The Living Will alleviates the heavy burden of a son or daughter or sibling, deciding to allow a loved one to die. By setting forth your request in advance with a clear mind, you intentionally share in that great responsibility, thus lessening any feelings of fear, guilt or indecision that these people may have to face. In the same article mentioned above, Ellen Goodman reflected on her mother’s situation in light of historic health decisions and recalled her earlier statement about what she didn’t want to endure:
In some recess of my mind, I still assumed that death came in the way we used to think of as natural. I thought that doctors were the ones who would tell us what needed to be done. I was strangely unprepared, blindsided by the cascading number of decisions that fell to me in her last years….I had to say no to one procedure and yes to another, no to the bone marrow test, yes and yes again to antibiotics. How often I wished I could hear her voice in my ear telling me what she wanted. And what she didn’t want.
Ellen’s reflections may help us think about our own reality, our own health care directives which in most cases can’t be thought out if someone is mentally incapacitated, or if an emergency health crisis ensues – then it may be too late – when the burden falls on our loved ones.
My own sister, a nurse, felt she had to make the right decisions to keep my own beloved mother alive.

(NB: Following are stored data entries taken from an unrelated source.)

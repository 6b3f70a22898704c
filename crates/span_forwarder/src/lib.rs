//! Span Batch Streaming Forwarder
//!
//! Forwards pre-encoded batches of trace spans from an instrumented process
//! to a remote trace-observer over a long-lived stream. Producers hand over
//! batches without blocking; a single background worker keeps the stream
//! open, reconnects according to a status-code policy, and accounts every
//! batch in supportability metrics.
//!
//! # Pieces
//!
//! - [`SpanQueue`]: bounded, best-effort buffer. A batch that does not fit
//!   flushes everything still buffered instead of blocking the producer.
//! - [`SpanSender`]: the transport seam. [`TcpSender`] is the production
//!   implementation; tests plug in scripted senders.
//! - [`MetricsHandle`]: actor-owned counters with destructive dumps.
//! - [`ShutdownSignals`]: stream, application and completion signals shared
//!   by everything above.
//! - [`Forwarder`]: the public handle tying it together.
//!
//! # Rust 2024 Edition Features
//!
//! [`SpanSender`] uses native async fn in traits (no `#[async_trait]`), and
//! the worker is generic over it, so the send path is never boxed.

pub mod batch;
pub mod config;
pub mod error;
pub mod forwarder;
mod invariants;
pub mod metrics;
pub mod outcome;
pub mod queue;
pub mod sender;
pub mod shutdown;
pub mod tcp_sender;
mod worker;

// Re-export main types
pub use batch::SpanBatch;
pub use config::{ForwarderConfig, StreamOptions};
pub use error::{ConfigError, ForwarderError, SenderError, StreamFailure};
pub use forwarder::Forwarder;
pub use metrics::{MetricsHandle, MetricsSnapshot};
pub use outcome::{
    METRIC_QUEUE_DUMPED, METRIC_RESPONSE_ERROR, METRIC_SEEN, METRIC_SENT, Outcome, StatusCode,
};
pub use queue::{Admission, Flushed, SpanQueue};
pub use sender::SpanSender;
pub use shutdown::{OneShot, ShutdownSignals};
pub use tcp_sender::TcpSender;
//! Shutdown coordination between the producer API, the stream worker, and
//! the metrics actor.

use std::sync::atomic::{AtomicBool, Ordering};
use tokio::sync::Notify;

/// A flag that flips from unset to set exactly once and can be awaited.
///
/// Firing is idempotent: only the first call has any effect, later calls
/// return `false`.
#[derive(Debug, Default)]
pub struct OneShot {
    fired: AtomicBool,
    notify: Notify,
}

impl OneShot {
    pub fn new() -> Self {
        Self::default()
    }

    /// Sets the flag and wakes every waiter. Returns `true` on the first call.
    pub fn fire(&self) -> bool {
        let first = self
            .fired
            .compare_exchange(false, true, Ordering::AcqRel, Ordering::Acquire)
            .is_ok();
        if first {
            self.notify.notify_waiters();
        }
        first
    }

    #[inline]
    pub fn is_fired(&self) -> bool {
        self.fired.load(Ordering::Acquire)
    }

    /// Resolves once the flag is set (immediately if it already is).
    pub async fn wait(&self) {
        loop {
            let notified = self.notify.notified();
            tokio::pin!(notified);
            // Register before checking so a concurrent fire cannot slip between.
            notified.as_mut().enable();
            if self.is_fired() {
                return;
            }
            notified.await;
        }
    }
}

/// The three one-shot signals shared by every task of a forwarder.
///
/// Stream shutdown and application shutdown are separate authorities: the
/// stream worker may stop (permanent protocol error, explicit `shutdown`)
/// while the metrics actor keeps serving dumps until the application itself
/// is torn down.
#[derive(Debug, Default)]
pub struct ShutdownSignals {
    stream: OneShot,
    application: OneShot,
    complete: OneShot,
}

impl ShutdownSignals {
    pub fn new() -> Self {
        Self::default()
    }

    /// Asks the stream worker to exit at its next suspension point.
    pub fn request_stream_shutdown(&self) -> bool {
        self.stream.fire()
    }

    #[inline]
    pub fn stream_shutdown_requested(&self) -> bool {
        self.stream.is_fired()
    }

    pub async fn stream_shutdown(&self) {
        self.stream.wait().await;
    }

    /// Tears down the whole subsystem: the metrics actor and the stream.
    pub fn request_application_shutdown(&self) -> bool {
        let first = self.application.fire();
        self.stream.fire();
        first
    }

    #[inline]
    pub fn application_shutdown_requested(&self) -> bool {
        self.application.is_fired()
    }

    pub async fn application_shutdown(&self) {
        self.application.wait().await;
    }

    /// Set by the stream worker once its terminal cleanup has run.
    pub fn mark_complete(&self) -> bool {
        self.complete.fire()
    }

    #[inline]
    pub fn is_complete(&self) -> bool {
        self.complete.is_fired()
    }

    pub async fn completed(&self) {
        self.complete.wait().await;
    }
}
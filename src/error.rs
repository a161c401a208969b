use thiserror::Error;

/// Errors surfaced by the public API.
///
/// Transport and protocol errors poison the transaction that raised them: the
/// caller's only valid response is to `rollback` and begin a new one. A
/// not-found result (an operation returning `Ok(None)`) is never represented
/// here — absence is a valid result, not a failure.
#[derive(Debug, Error)]
pub enum Error {
    /// The underlying RPC channel failed, was cancelled, or never connected.
    #[error("transport error: {0}")]
    Transport(#[from] tonic::Status),

    /// Dialing the remote endpoint failed.
    #[error("dial error: {0}")]
    Dial(#[from] tonic::transport::Error),

    /// The server sent something other than what the protocol at this point
    /// requires (e.g. no response at all where one was required).
    #[error("protocol error: {0}")]
    Protocol(String),

    /// A cursor or point operation was issued against a table name the
    /// handle's table configuration does not know about.
    #[error("unknown table: {0}")]
    UnknownTable(String),

    /// A write-style method was called on this read-only client. Never
    /// returned as an `Err` — kept here only so its `Display` text can be
    /// reused as a panic payload: calling one of these must be an abrupt,
    /// unrecoverable failure, not a `Result` a careless caller can ignore.
    #[error("operation not supported by a read-only remote transaction: {0}")]
    UnsupportedOperation(&'static str),
}

pub type Result<T> = std::result::Result<T, Error>;

/// Panics with [`Error::UnsupportedOperation`]'s message. Called from every
/// write-style trait method this crate exposes for interface symmetry.
#[track_caller]
pub(crate) fn unsupported(op: &'static str) -> ! {
    panic!("{}", Error::UnsupportedOperation(op));
}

More than once she was faced with the frightful case of dialoguing with doctors about reviving my 81-year-old mother, who had taken a serious fall causing internal bleeding of the brain. Mother went through three years of being in several hospitals, then and Long Term Care homes. I vividly recall mom saying of a woman who sat muttering incoherently in her LTC home, in her own humorous words: “if I get like that, let me go”. I agree with Ellen Goodman’s statement:
When my mother died from heart failure and dementia, I began to talk with others. It was extraordinary. Everyone seemed to have a piercing memory of a good death or a hard death. Some of these stories had been kept below the surface for decades, and yet were as deep and vivid as if they’d just happened…Too many people we love had not died in the way they would choose. Too many survivors were left feeling depressed, guilty, uncertain whether they’d done the right thing…The difference between a good death and a hard death often seemed to hinge essentially on whether someone’s wishes were expressed and respected. Whether they’d had a conversation about how they wanted to live toward the end.
Talk to your life insurance advisor about Long Term Care, which is appropriate for your advanced medical directives. Also, talk to your lawyer about creating a Living Will to develop advanced medical directives while you are coherent and able to do so. Then let your loved ones know your wishes and give them a copy.